◆ What to produce ◆
From the first line onward, reproduce the records exactly; the final line to include is the one holding "written against. The".

═════ Source material

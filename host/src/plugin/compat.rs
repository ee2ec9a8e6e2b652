//! Compatibility gate
//!
//! Every exported extension declares the range of host API versions it was
//! written against. The gate compares that range with [`HOST_API_VERSION`]
//! before the extension is invoked. A missing or unparsable range is treated
//! as unknown and rejected.

use semver::{Version, VersionReq};

use super::error::IncompatibilityReason;

/// API version of this host build
///
/// Bumped independently of the crate version: it only changes when the
/// `PluginHandle` contract changes.
pub const HOST_API_VERSION: &str = "1.0.0";

/// Helpers for building compatibility range strings
pub struct CompatibilityRange;

impl CompatibilityRange {
    /// Range accepting `min` (inclusive) up to `max` (exclusive)
    pub fn between(min: &str, max: &str) -> String {
        format!(">={}, <{}", min, max)
    }

    /// Range accepting any host from `min` up to the next major version
    pub fn from_major(min: &Version) -> String {
        Self::between(&min.to_string(), &format!("{}.0.0", min.major + 1))
    }
}

/// Check a declared range against a host version, explaining any rejection
pub fn check_compatibility(
    host_version: &str,
    range: Option<&str>,
) -> Result<(), IncompatibilityReason> {
    let range = match range.map(str::trim) {
        Some(range) if !range.is_empty() => range,
        _ => return Err(IncompatibilityReason::MissingRange),
    };

    let requirement =
        VersionReq::parse(range).map_err(|e| IncompatibilityReason::InvalidRange {
            range: range.to_string(),
            message: e.to_string(),
        })?;

    let host = Version::parse(host_version.trim()).map_err(|e| {
        IncompatibilityReason::InvalidHostVersion {
            version: host_version.to_string(),
            message: e.to_string(),
        }
    })?;

    if requirement.matches(&host) {
        Ok(())
    } else {
        Err(IncompatibilityReason::OutOfRange {
            required: requirement.to_string(),
            host: host.to_string(),
        })
    }
}

/// Pure yes/no form of [`check_compatibility`]
pub fn is_compatible(host_version: &str, range: Option<&str>) -> bool {
    check_compatibility(host_version, range).is_ok()
}

#[cfg(test)]
mod tests {
    use super::*;

    #[test]
    fn test_range_accepts_host_inside_bounds() {
        assert!(is_compatible("1.0.0", Some(">=1.0.0, <2.0.0")));
        assert!(is_compatible("1.9.3", Some(">=1.0.0, <2.0.0")));
        assert!(is_compatible(HOST_API_VERSION, Some("^1")));
    }

    #[test]
    fn test_upper_bound_is_exclusive() {
        assert!(!is_compatible("2.0.0", Some(">=1.0.0, <2.0.0")));
        assert!(matches!(
            check_compatibility("2.0.0", Some(">=1.0.0, <2.0.0")),
            Err(IncompatibilityReason::OutOfRange { .. })
        ));
    }

    #[test]
    fn test_missing_range_fails_closed() {
        assert_eq!(
            check_compatibility("1.0.0", None),
            Err(IncompatibilityReason::MissingRange)
        );
        assert_eq!(
            check_compatibility("1.0.0", Some("   ")),
            Err(IncompatibilityReason::MissingRange)
        );
    }

    #[test]
    fn test_unparsable_range_fails_closed() {
        assert!(matches!(
            check_compatibility("1.0.0", Some("one point oh")),
            Err(IncompatibilityReason::InvalidRange { .. })
        ));
    }

    #[test]
    fn test_unparsable_host_version() {
        assert!(matches!(
            check_compatibility("v1", Some(">=1.0.0")),
            Err(IncompatibilityReason::InvalidHostVersion { .. })
        ));
    }

    #[test]
    fn test_between_builds_half_open_range() {
        let range = CompatibilityRange::between("1.2.0", "3.0.0");
        assert_eq!(range, ">=1.2.0, <3.0.0");
        assert!(is_compatible("2.5.0", Some(&range)));
        assert!(!is_compatible("1.1.9", Some(&range)));
        assert!(!is_compatible("3.0.0", Some(&range)));
    }

    #[test]
    fn test_from_major() {
        let range = CompatibilityRange::from_major(&Version::new(1, 4, 0));
        assert_eq!(range, ">=1.4.0, <2.0.0");
    }
}
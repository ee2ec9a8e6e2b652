//! Entry Discovery
//!
//! Produces the ordered list of plugin references the loader works through.
//! Two sources are concatenated in a fixed order:
//!
//! 1. references named in configuration (`EXTENSIONS` or
//!    `extensions.references`), in the order given
//! 2. entry points declared with `declare_entry_point!`, group by group in
//!    [`ENTRY_POINT_GROUPS`] order, sorted by `(name, reference)` inside
//!    each group
//!
//! Duplicates are kept: a reference listed twice is loaded twice.
//!
//! A backend that reports [`DiscoveryError::Unavailable`] ends entry point
//! discovery: groups already yielded stay yielded, later groups are never
//! queried. A [`DiscoveryError::Group`] failure skips only that group.
//!
//! Discovery is lazy. [`Discovery::iter`] queries entry point metadata only
//! once configured references are exhausted, and each call starts over.

use serde::Serialize;
use std::sync::Arc;

use super::error::DiscoveryError;

/// Group for extensions that register routers and services
pub const SERVER_EXTENSIONS: &str = "server_extensions";

/// Group for standalone lifespan contributors
pub const SERVER_LIFESPANS: &str = "server_lifespans";

/// Group for declarative component contributions
pub const COMPONENT_CONTRIBUTIONS: &str = "component_contributions";

/// Entry point groups, in discovery order
pub const ENTRY_POINT_GROUPS: [&str; 3] = [SERVER_EXTENSIONS, SERVER_LIFESPANS, COMPONENT_CONTRIBUTIONS];

/// Link-time entry point declaration
pub struct EntryPoint {
    pub group: &'static str,
    pub name: &'static str,
    pub reference: &'static str,
}

impl EntryPoint {
    pub const fn new(group: &'static str, name: &'static str, reference: &'static str) -> Self {
        Self {
            group,
            name,
            reference,
        }
    }
}

// Collect all entry point declarations at link time
inventory::collect!(EntryPoint);

/// Entry point as reported by a metadata backend
#[derive(Debug, Clone, PartialEq, Eq, PartialOrd, Ord)]
pub struct EntryPointInfo {
    pub group: String,
    pub name: String,
    pub reference: String,
}

impl EntryPointInfo {
    pub fn new(group: &str, name: &str, reference: &str) -> Self {
        Self {
            group: group.to_string(),
            name: name.to_string(),
            reference: reference.to_string(),
        }
    }
}

/// Backend that lists the entry points of a group
pub trait EntryPointSource: Send + Sync {
    fn entry_points(&self, group: &str) -> Result<Vec<EntryPointInfo>, DiscoveryError>;
}

/// Entry points linked into the binary with `declare_entry_point!`
#[derive(Debug, Clone, Copy, Default)]
pub struct InventoryEntryPoints;

impl EntryPointSource for InventoryEntryPoints {
    fn entry_points(&self, group: &str) -> Result<Vec<EntryPointInfo>, DiscoveryError> {
        Ok(inventory::iter::<EntryPoint>
            .into_iter()
            .filter(|ep| ep.group == group)
            .map(|ep| EntryPointInfo::new(ep.group, ep.name, ep.reference))
            .collect())
    }
}

/// Fixed list of entry points, for embedding and tests
#[derive(Debug, Clone, Default)]
pub struct StaticEntryPoints {
    entries: Vec<EntryPointInfo>,
}

impl StaticEntryPoints {
    pub fn new() -> Self {
        Self::default()
    }

    pub fn with(mut self, group: &str, name: &str, reference: &str) -> Self {
        self.entries.push(EntryPointInfo::new(group, name, reference));
        self
    }
}

impl EntryPointSource for StaticEntryPoints {
    fn entry_points(&self, group: &str) -> Result<Vec<EntryPointInfo>, DiscoveryError> {
        Ok(self
            .entries
            .iter()
            .filter(|ep| ep.group == group)
            .cloned()
            .collect())
    }
}

/// Where a reference came from
#[derive(Debug, Clone, PartialEq, Eq, Serialize)]
#[serde(tag = "kind", rename_all = "kebab-case")]
pub enum DiscoverySource {
    Config,
    EntryPoint { group: String, name: String },
}

impl std::fmt::Display for DiscoverySource {
    fn fmt(&self, f: &mut std::fmt::Formatter<'_>) -> std::fmt::Result {
        match self {
            DiscoverySource::Config => write!(f, "config"),
            DiscoverySource::EntryPoint { group, name } => write!(f, "{}:{}", group, name),
        }
    }
}

/// A reference together with its origin
#[derive(Debug, Clone, PartialEq, Eq)]
pub struct DiscoveredReference {
    pub reference: String,
    pub source: DiscoverySource,
}

impl DiscoveredReference {
    pub fn configured(reference: impl Into<String>) -> Self {
        Self {
            reference: reference.into(),
            source: DiscoverySource::Config,
        }
    }
}

/// Split a configured reference list
///
/// Items are separated by `,`, `;` or newlines; surrounding whitespace is
/// trimmed and empty items are dropped.
pub fn parse_reference_list(value: &str) -> Vec<String> {
    value
        .split([',', ';', '\n'])
        .map(str::trim)
        .filter(|item| !item.is_empty())
        .map(str::to_string)
        .collect()
}

/// Ordered reference discovery
#[derive(Clone)]
pub struct Discovery {
    configured: Vec<String>,
    source: Option<Arc<dyn EntryPointSource>>,
}

impl Discovery {
    /// Discover `configured` references, then linked entry points
    pub fn new(configured: Vec<String>) -> Self {
        Self {
            configured,
            source: Some(Arc::new(InventoryEntryPoints)),
        }
    }

    /// Discover from a raw configuration value such as `EXTENSIONS`
    pub fn from_config_value(value: &str) -> Self {
        Self::new(parse_reference_list(value))
    }

    /// Replace the entry point backend
    pub fn with_source(mut self, source: Arc<dyn EntryPointSource>) -> Self {
        self.source = Some(source);
        self
    }

    /// Skip entry points entirely
    pub fn without_entry_points(mut self) -> Self {
        self.source = None;
        self
    }

    pub fn configured(&self) -> &[String] {
        &self.configured
    }

    /// Lazily iterate over every discovered reference
    pub fn iter(&self) -> DiscoveryIter<'_> {
        DiscoveryIter {
            discovery: self,
            config_pos: 0,
            group_pos: 0,
            source_failed: false,
            pending: Vec::new().into_iter(),
        }
    }
}

impl<'a> IntoIterator for &'a Discovery {
    type Item = DiscoveredReference;
    type IntoIter = DiscoveryIter<'a>;

    fn into_iter(self) -> Self::IntoIter {
        self.iter()
    }
}

impl std::fmt::Debug for Discovery {
    fn fmt(&self, f: &mut std::fmt::Formatter<'_>) -> std::fmt::Result {
        f.debug_struct("Discovery")
            .field("configured", &self.configured)
            .field("entry_points", &self.source.is_some())
            .finish()
    }
}

/// Iterator returned by [`Discovery::iter`]
pub struct DiscoveryIter<'a> {
    discovery: &'a Discovery,
    config_pos: usize,
    group_pos: usize,
    source_failed: bool,
    pending: std::vec::IntoIter<DiscoveredReference>,
}

impl DiscoveryIter<'_> {
    /// Query the next group, degrading to nothing if the backend fails
    fn load_group(&mut self, source: &dyn EntryPointSource, group: &str) {
        let mut entries = match source.entry_points(group) {
            Ok(entries) => entries,
            Err(e) => {
                tracing::warn!(group = %group, error = %e, "Entry point discovery failed");
                if matches!(e, DiscoveryError::Unavailable(_)) {
                    self.source_failed = true;
                }
                Vec::new()
            }
        };
        entries.sort_by(|a, b| (&a.name, &a.reference).cmp(&(&b.name, &b.reference)));

        tracing::debug!(group = %group, count = entries.len(), "Entry points discovered");

        self.pending = entries
            .into_iter()
            .map(|ep| DiscoveredReference {
                reference: ep.reference,
                source: DiscoverySource::EntryPoint {
                    group: group.to_string(),
                    name: ep.name,
                },
            })
            .collect::<Vec<_>>()
            .into_iter();
    }
}

impl Iterator for DiscoveryIter<'_> {
    type Item = DiscoveredReference;

    fn next(&mut self) -> Option<Self::Item> {
        if let Some(reference) = self.discovery.configured.get(self.config_pos) {
            self.config_pos += 1;
            return Some(DiscoveredReference::configured(reference.clone()));
        }

        loop {
            if let Some(next) = self.pending.next() {
                return Some(next);
            }
            if self.source_failed {
                return None;
            }
            let discovery = self.discovery;
            let source = discovery.source.as_ref()?;
            let group = *ENTRY_POINT_GROUPS.get(self.group_pos)?;
            self.group_pos += 1;
            self.load_group(source.as_ref(), group);
        }
    }
}
use super::env::EnvConfig;
use super::yaml::YamlConfig;
use super::{ExtensionsConfig, HostConfig};

pub(super) const DEFAULT_HOST: &str = "0.0.0.0";
pub(super) const DEFAULT_PORT: u16 = 3001;

/// Merge environment values (base) with YAML overrides
pub(super) fn merge_config(env: EnvConfig, yaml: Option<YamlConfig>) -> HostConfig {
    let yaml = yaml.unwrap_or_default();
    let server = yaml.server.unwrap_or_default();
    let extensions = yaml.extensions.unwrap_or_default();
    let auth = yaml.auth.unwrap_or_default();
    let defaults = ExtensionsConfig::default();

    HostConfig {
        host: server
            .host
            .or(env.host)
            .unwrap_or_else(|| DEFAULT_HOST.to_string()),
        port: server.port.or(env.port).unwrap_or(DEFAULT_PORT),
        extensions: ExtensionsConfig {
            references: extensions
                .references
                .or(env.references)
                .unwrap_or(defaults.references),
            discover_entry_points: extensions
                .discover_entry_points
                .or(env.discover_entry_points)
                .unwrap_or(defaults.discover_entry_points),
            lifespan_timeout_seconds: extensions
                .lifespan_timeout_seconds
                .or(env.lifespan_timeout_seconds),
            settings: extensions.settings.unwrap_or(defaults.settings),
        },
        session_api_key: auth.session_api_key.or(env.session_api_key),
    }
}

══════════

◆ Result of this exercise ◆
filename host/src/plugin/compat.rs
repository ee2ec9a8e6e2b652
//! Compatibility gate
//!
//! Every exported extension declares the range of host API versions it was
//! written against. The gate compares that range with [`HOST_API_VERSION`]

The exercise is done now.